START RECORDS SHOWN

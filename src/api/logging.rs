//! Structured logging with correlation tracking for metadata refreshes
//!
//! Each refresh gets a correlation id so the start, fetch and completion
//! lines of one refresh can be grepped together out of the log file.

use crate::error::MetadataError;
use crate::metadata::{Fingerprint, ODataVersion};
use log::{error, info, warn};
use serde_json::{Value, json};
use std::time::{Duration, Instant};
use uuid::Uuid;

/// Monitoring configuration for refresh logging
#[derive(Debug, Clone)]
pub struct MonitoringConfig {
    pub request_logging: bool,
    pub performance_metrics: bool,
    /// Refreshes slower than this log a warning
    pub slow_threshold: Duration,
}

impl Default for MonitoringConfig {
    fn default() -> Self {
        Self {
            request_logging: true,
            performance_metrics: true,
            slow_threshold: Duration::from_secs(10),
        }
    }
}

#[derive(Debug, Clone, Default)]
pub struct RefreshLogger {
    config: MonitoringConfig,
}

/// One refresh in flight
#[derive(Debug, Clone)]
pub struct RefreshContext {
    pub correlation_id: String,
    /// `fetch`, `rederive` or `noop`
    pub action: String,
    /// Metadata URL or other identification of the service
    pub target: Option<String>,
    pub start_time: Instant,
}

impl RefreshContext {
    pub fn elapsed(&self) -> Duration {
        self.start_time.elapsed()
    }
}

impl RefreshLogger {
    pub fn new(config: MonitoringConfig) -> Self {
        Self { config }
    }

    pub fn start_refresh(&self, action: &str, target: Option<&str>) -> RefreshContext {
        self.start_refresh_with_id(action, target, &Uuid::new_v4().to_string())
    }

    pub fn start_refresh_with_id(
        &self,
        action: &str,
        target: Option<&str>,
        correlation_id: &str,
    ) -> RefreshContext {
        let context = RefreshContext {
            correlation_id: correlation_id.to_string(),
            action: action.to_string(),
            target: target.map(str::to_string),
            start_time: Instant::now(),
        };

        if self.config.request_logging {
            let log_data = json!({
                "event": "refresh_started",
                "correlation_id": context.correlation_id,
                "action": context.action,
                "url": context.target,
                "timestamp": chrono::Utc::now().to_rfc3339()
            });
            info!("Metadata Refresh Started: {}", log_data);
        }

        context
    }

    pub fn completion_record(
        &self,
        context: &RefreshContext,
        version: Option<ODataVersion>,
        fingerprint: Option<&Fingerprint>,
        changed: bool,
    ) -> Value {
        json!({
            "event": "refresh_completed",
            "correlation_id": context.correlation_id,
            "action": context.action,
            "url": context.target,
            "duration_ms": context.elapsed().as_millis(),
            "version": version.map(|v| v.as_str()),
            "fingerprint": fingerprint.map(|f| f.to_hex()),
            "changed": changed,
            "timestamp": chrono::Utc::now().to_rfc3339()
        })
    }

    pub fn failure_record(&self, context: &RefreshContext, err: &MetadataError) -> Value {
        json!({
            "event": "refresh_failed",
            "correlation_id": context.correlation_id,
            "action": context.action,
            "url": context.target,
            "duration_ms": context.elapsed().as_millis(),
            "error_kind": err.kind(),
            "status_code": err.status(),
            "error_message": err.to_string(),
            "timestamp": chrono::Utc::now().to_rfc3339()
        })
    }

    pub fn complete_refresh(
        &self,
        context: &RefreshContext,
        version: Option<ODataVersion>,
        fingerprint: Option<&Fingerprint>,
        changed: bool,
    ) {
        if self.config.performance_metrics {
            let log_data = self.completion_record(context, version, fingerprint, changed);
            info!("Metadata Refresh Completed: {}", log_data);
        }
        self.log_performance_warning(context);
    }

    pub fn fail_refresh(&self, context: &RefreshContext, err: &MetadataError) {
        let log_data = self.failure_record(context, err);
        error!("Metadata Refresh Failed: {}", log_data);
        self.log_performance_warning(context);
    }

    pub fn is_slow(&self, duration: Duration) -> bool {
        duration > self.config.slow_threshold
    }

    fn log_performance_warning(&self, context: &RefreshContext) {
        let duration = context.elapsed();
        if !self.config.performance_metrics || !self.is_slow(duration) {
            return;
        }

        let log_data = json!({
            "event": "slow_refresh",
            "correlation_id": context.correlation_id,
            "action": context.action,
            "url": context.target,
            "duration_ms": duration.as_millis(),
            "threshold_ms": self.config.slow_threshold.as_millis(),
            "timestamp": chrono::Utc::now().to_rfc3339()
        });

        warn!("Slow Metadata Refresh Detected: {}", log_data);
    }
}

END RECORDS SHOWN

*REQUIRED WORK*. The whole listing above, restated word for word, is the required answer.

*REPLY TO THE TASK*.
filename src/api/logging.rs
//! Structured logging with correlation tracking for metadata refreshes
//!
//! Each refresh gets a correlation id so the start, fetch and completion
//! lines of one refresh can be grepped together out of the log file.

use crate::error::MetadataError;
use crate::metadata::{Fingerprint, ODataVersion};
use log::{error, info, warn};
use serde_json::{Value, json};
use std::time::{Duration, Instant};
use uuid::Uuid;

/// Monitoring configuration for refresh logging
#[derive(Debug, Clone)]
pub struct MonitoringConfig {
    pub request_logging: bool,
    pub performance_metrics: bool,
    /// Refreshes slower than this log a warning
    pub slow_threshold: Duration,
}

impl Default for MonitoringConfig {
    fn default() -> Self {
        Self {
            request_logging: true,
            performance_metrics: true,
            slow_threshold: Duration::from_secs(10),
        }
    }
}

#[derive(Debug, Clone, Default)]
pub struct RefreshLogger {
    config: MonitoringConfig,
}

/// One refresh in flight
#[derive(Debug, Clone)]
pub struct RefreshContext {
    pub correlation_id: String,
    /// `fetch`, `rederive` or `noop`
    pub action: String,
    /// Metadata URL or other identification of the service
    pub target: Option<String>,
    pub start_time: Instant,
}

impl RefreshContext {
    pub fn elapsed(&self) -> Duration {
        self.start_time.elapsed()
    }
}

impl RefreshLogger {
    pub fn new(config: MonitoringConfig) -> Self {
        Self { config }
    }

    pub fn start_refresh(&self, action: &str, target: Option<&str>) -> RefreshContext {
        self.start_refresh_with_id(action, target, &Uuid::new_v4().to_string())
    }

    pub fn start_refresh_with_id(
        &self,
        action: &str,
        target: Option<&str>,
        correlation_id: &str,
    ) -> RefreshContext {
        let context = RefreshContext {
            correlation_id: correlation_id.to_string(),
            action: action.to_string(),
            target: target.map(str::to_string),
            start_time: Instant::now(),
        };

        if self.config.request_logging {
            let log_data = json!({
                "event": "refresh_started",
                "correlation_id": context.correlation_id,
                "action": context.action,
                "url": context.target,
                "timestamp": chrono::Utc::now().to_rfc3339()
            });
            info!("Metadata Refresh Started: {}", log_data);
        }

        context
    }

    pub fn completion_record(
        &self,
        context: &RefreshContext,
        version: Option<ODataVersion>,
        fingerprint: Option<&Fingerprint>,
        changed: bool,
    ) -> Value {
        json!({
            "event": "refresh_completed",
            "correlation_id": context.correlation_id,
            "action": context.action,
            "url": context.target,
            "duration_ms": context.elapsed().as_millis(),
            "version": version.map(|v| v.as_str()),
            "fingerprint": fingerprint.map(|f| f.to_hex()),
            "changed": changed,
            "timestamp": chrono::Utc::now().to_rfc3339()
        })
    }

    pub fn failure_record(&self, context: &RefreshContext, err: &MetadataError) -> Value {
        json!({
            "event": "refresh_failed",
            "correlation_id": context.correlation_id,
            "action": context.action,
            "url": context.target,
            "duration_ms": context.elapsed().as_millis(),
            "error_kind": err.kind(),
            "status_code": err.status(),
            "error_message": err.to_string(),
            "timestamp": chrono::Utc::now().to_rfc3339()
        })
    }

    pub fn complete_refresh(
        &self,
        context: &RefreshContext,
        version: Option<ODataVersion>,
        fingerprint: Option<&Fingerprint>,
        changed: bool,
    ) {
        if self.config.performance_metrics {
            let log_data = self.completion_record(context, version, fingerprint, changed);
            info!("Metadata Refresh Completed: {}", log_data);
        }
        self.log_performance_warning(context);
    }

    pub fn fail_refresh(&self, context: &RefreshContext, err: &MetadataError) {
        let log_data = self.failure_record(context, err);
        error!("Metadata Refresh Failed: {}", log_data);
        self.log_performance_warning(context);
    }

    pub fn is_slow(&self, duration: Duration) -> bool {
        duration > self.config.slow_threshold
    }

    fn log_performance_warning(&self, context: &RefreshContext) {
        let duration = context.elapsed();
        if !self.config.performance_metrics || !self.is_slow(duration) {
            return;
        }

        let log_data = json!({
            "event": "slow_refresh",
            "correlation_id": context.correlation_id,
            "action": context.action,
            "url": context.target,
            "duration_ms": duration.as_millis(),
            "threshold_ms": self.config.slow_threshold.as_millis(),
            "timestamp": chrono::Utc::now().to_rfc3339()
        });

        warn!("Slow Metadata Refresh Detected: {}", log_data);
    }
}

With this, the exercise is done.